Introduces a comprehensive framework for security assessment of IoT management platforms and applies it to identify significant vulnerabilities in real-world systems.

Findings

9 platforms had high severity unauthorized access vulnerabilities

13 platforms exhibited broken authentication issues

2 platforms were vulnerable to remote code execution

Abstract

A diverse set of Internet of Things (IoT) devices are becoming an integrated part of daily lives, and playing an increasingly vital role in various industry, enterprise and agricultural settings. The current IoT ecosystem relies on several IoT management platforms to manage and operate a large number of IoT devices, their data, and their connectivity. Considering their key role, these platforms must be properly secured against cyber attacks. In this work, we first explore the core operations/features of leading platforms to design a framework to perform a systematic security evaluation of these platforms. Subsequently, we use our framework to analyze a representative set of 52 IoT management platforms, including 42 web-hosted and 10 locally-deployable platforms. We discover a number of high severity unauthorized access vulnerabilities in 9/52 evaluated IoT management platforms, which could be abused to perform attacks such as remote IoT SIM deactivation, IoT SIM overcharging and IoT device data forgery.
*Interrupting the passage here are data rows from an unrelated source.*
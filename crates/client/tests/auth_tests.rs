//! Sign-in flows against a mock identity provider and token exchange.

mod common;

use std::sync::Arc;
use std::sync::atomic::{AtomicUsize, Ordering};

use axum::Json;
use axum::Router;
use axum::extract::{Path, Query};
use axum::http::{HeaderMap, StatusCode};
use axum::response::IntoResponse;
use axum::routing::{get, post};
use common::{Recorder, serve};
use polyfact_client::{
    AuthClient, Credentials, IdentityProvider, LoginInput, LoginOutcome, OAuthProvider,
    PolyfactClient,
};
use polyfact_core::{Error, InMemorySessionStore, REFRESH_TOKEN_KEY, SessionStore};
use serde_json::{Value, json};
use std::collections::HashMap;

const ANON_KEY: &str = "anon-key";

#[derive(Clone, Copy)]
enum Refresh {
    /// Answer with `at-{n}` / `rt-{n}`, counting from 1.
    Rotate,
    Reject,
}

/// Identity provider (`/auth/v1/token`) plus the project token exchange on
/// one mock server.
fn service(recorder: Recorder, refresh: Refresh, exchange_body: &'static str) -> Router {
    let idp = recorder.clone();
    let exchange = recorder;
    let issued = Arc::new(AtomicUsize::new(1));

    Router::new()
        .route(
            "/auth/v1/token",
            post(
                move |Query(query): Query<HashMap<String, String>>,
                      headers: HeaderMap,
                      Json(body): Json<Value>| {
                    let idp = idp.clone();
                    let issued = issued.clone();
                    async move {
                        assert_eq!(
                            query.get("grant_type").map(String::as_str),
                            Some("refresh_token")
                        );
                        idp.record("/auth/v1/token", &headers, body);
                        match refresh {
                            Refresh::Reject => (
                                StatusCode::BAD_REQUEST,
                                Json(json!({ "error": "invalid_grant" })),
                            )
                                .into_response(),
                            Refresh::Rotate => {
                                let n = issued.fetch_add(1, Ordering::SeqCst);
                                Json(json!({
                                    "access_token": format!("at-{n}"),
                                    "refresh_token": format!("rt-{n}"),
                                    "token_type": "bearer"
                                }))
                                .into_response()
                            }
                        }
                    }
                },
            ),
        )
        .route(
            "/project/{project_id}/auth/{kind}",
            get(
                move |Path((project_id, kind)): Path<(String, String)>, headers: HeaderMap| {
                    let exchange = exchange.clone();
                    async move {
                        exchange.record(
                            &format!("/project/{project_id}/auth/{kind}"),
                            &headers,
                            Value::Null,
                        );
                        exchange_body
                    }
                },
            ),
        )
}

struct Harness {
    auth: AuthClient,
    client: PolyfactClient,
    store: Arc<InMemorySessionStore>,
    recorder: Recorder,
    url: String,
}

async fn harness(refresh: Refresh, exchange_body: &'static str) -> Harness {
    let recorder = Recorder::default();
    let url = serve(service(recorder.clone(), refresh, exchange_body)).await;
    let client = PolyfactClient::new(Credentials::new(url.clone())).unwrap();
    let store = Arc::new(InMemorySessionStore::new());
    let auth = AuthClient::new(
        client.clone(),
        "proj-1",
        Some(IdentityProvider::new(url.clone(), ANON_KEY)),
        store.clone(),
    );
    Harness {
        auth,
        client,
        store,
        recorder,
        url,
    }
}

#[tokio::test]
async fn callback_tokens_are_used_and_persisted() {
    let h = harness(Refresh::Rotate, "\"pf-token\"").await;

    let session = h
        .auth
        .get_session(Some(
            "http://localhost:3000/#access_token=at-cb&refresh_token=rt-cb&token_type=bearer",
        ))
        .await
        .unwrap();

    assert_eq!(session.token.as_deref(), Some("at-cb"));
    assert_eq!(
        h.store.get(REFRESH_TOKEN_KEY).await.unwrap().as_deref(),
        Some("rt-cb")
    );
    assert!(h.recorder.at("/auth/v1/token").is_empty());
}

#[tokio::test]
async fn stored_refresh_token_is_rotated() {
    let h = harness(Refresh::Rotate, "\"pf-token\"").await;
    h.store.set(REFRESH_TOKEN_KEY, "rt-stored").await.unwrap();

    let session = h.auth.get_session(None).await.unwrap();
    assert_eq!(session.token.as_deref(), Some("at-1"));
    assert_eq!(
        h.store.get(REFRESH_TOKEN_KEY).await.unwrap().as_deref(),
        Some("rt-1")
    );

    let calls = h.recorder.at("/auth/v1/token");
    assert_eq!(calls.len(), 1);
    assert_eq!(calls[0].body, json!({ "refresh_token": "rt-stored" }));
    assert_eq!(calls[0].header("apikey").as_deref(), Some(ANON_KEY));
    assert_eq!(
        calls[0].header("authorization").as_deref(),
        Some("Bearer anon-key")
    );
}

#[tokio::test]
async fn rejected_refresh_clears_the_session() {
    let h = harness(Refresh::Reject, "\"pf-token\"").await;
    h.store.set(REFRESH_TOKEN_KEY, "rt-revoked").await.unwrap();

    let session = h.auth.get_session(None).await.unwrap();
    assert!(!session.is_signed_in());
    assert_eq!(h.store.get(REFRESH_TOKEN_KEY).await.unwrap(), None);
}

#[tokio::test]
async fn nothing_stored_means_signed_out() {
    let h = harness(Refresh::Rotate, "\"pf-token\"").await;

    assert!(!h.auth.get_session(None).await.unwrap().is_signed_in());
    assert!(!h.auth.init(None).await.unwrap());
    assert!(h.recorder.all().is_empty());
    assert!(!h.client.credentials().is_authenticated());
}

#[tokio::test]
async fn init_exchanges_the_session_token() {
    let h = harness(Refresh::Rotate, "\"pf-token\"").await;
    h.store.set(REFRESH_TOKEN_KEY, "rt-stored").await.unwrap();

    assert!(h.auth.init(None).await.unwrap());
    assert_eq!(h.client.credentials().token().unwrap(), "pf-token");

    let exchanges = h.recorder.at("/project/proj-1/auth/token");
    assert_eq!(exchanges.len(), 1);
    assert_eq!(
        exchanges[0].header("authorization").as_deref(),
        Some("Bearer at-1")
    );
    assert_eq!(exchanges[0].header("x-access-token"), None);
}

#[tokio::test]
async fn firebase_login_signs_in_directly() {
    let h = harness(Refresh::Rotate, "pf-plain\n").await;

    let outcome = h
        .auth
        .login(
            LoginInput::Firebase {
                token: "fb-id-token".into(),
            },
            "http://localhost:3000",
        )
        .await
        .unwrap();

    assert_eq!(outcome, LoginOutcome::SignedIn);
    assert_eq!(h.client.credentials().token().unwrap(), "pf-plain");
    let exchanges = h.recorder.at("/project/proj-1/auth/firebase");
    assert_eq!(
        exchanges[0].header("authorization").as_deref(),
        Some("Bearer fb-id-token")
    );
}

#[tokio::test]
async fn oauth_login_returns_the_provider_redirect() {
    let h = harness(Refresh::Rotate, "\"pf-token\"").await;

    let outcome = h
        .auth
        .login(OAuthProvider::Github, "http://localhost:3000")
        .await
        .unwrap();

    let LoginOutcome::Redirect { url } = outcome else {
        panic!("expected a redirect");
    };
    assert!(url.starts_with(&format!("{}/auth/v1/authorize?", h.url)));
    assert!(url.contains("provider=github"));
    assert!(url.contains("redirect_to=http%3A%2F%2Flocalhost%3A3000"));
    assert!(!h.client.credentials().is_authenticated());
}

#[tokio::test]
async fn logout_forgets_everything() {
    let h = harness(Refresh::Rotate, "\"pf-token\"").await;
    h.store.set(REFRESH_TOKEN_KEY, "rt-stored").await.unwrap();
    assert!(h.auth.init(None).await.unwrap());

    h.auth.logout().await.unwrap();

    assert_eq!(h.store.get(REFRESH_TOKEN_KEY).await.unwrap(), None);
    assert!(matches!(
        h.client.credentials().token(),
        Err(Error::NotAuthenticated(_))
    ));
}

#[tokio::test]
async fn concurrent_sessions_refresh_one_at_a_time() {
    let h = harness(Refresh::Rotate, "\"pf-token\"").await;
    h.store.set(REFRESH_TOKEN_KEY, "rt-0").await.unwrap();

    let (a, b) = tokio::join!(h.auth.get_session(None), h.auth.get_session(None));
    let mut tokens = vec![a.unwrap().token.unwrap(), b.unwrap().token.unwrap()];
    tokens.sort();
    assert_eq!(tokens, vec!["at-1", "at-2"]);

    let sent: Vec<Value> = h.recorder.bodies("/auth/v1/token");
    assert_eq!(
        sent,
        vec![
            json!({ "refresh_token": "rt-0" }),
            json!({ "refresh_token": "rt-1" }),
        ]
    );
    assert_eq!(
        h.store.get(REFRESH_TOKEN_KEY).await.unwrap().as_deref(),
        Some("rt-2")
    );
}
More seriously, we also uncover instances of broken authentication in 13/52 platforms, including complete account takeover on 8/52 platforms along with remote code execution on 2/52 platforms. In effect, 17/52 platforms were affected by vulnerabilities that could lead to platform-wide attacks. Overall, vulnerabilities were uncovered in 33 platforms, out of which 28 platforms responded to our responsible disclosure. We were also assigned 11 CVEs and awarded bounty for our findings.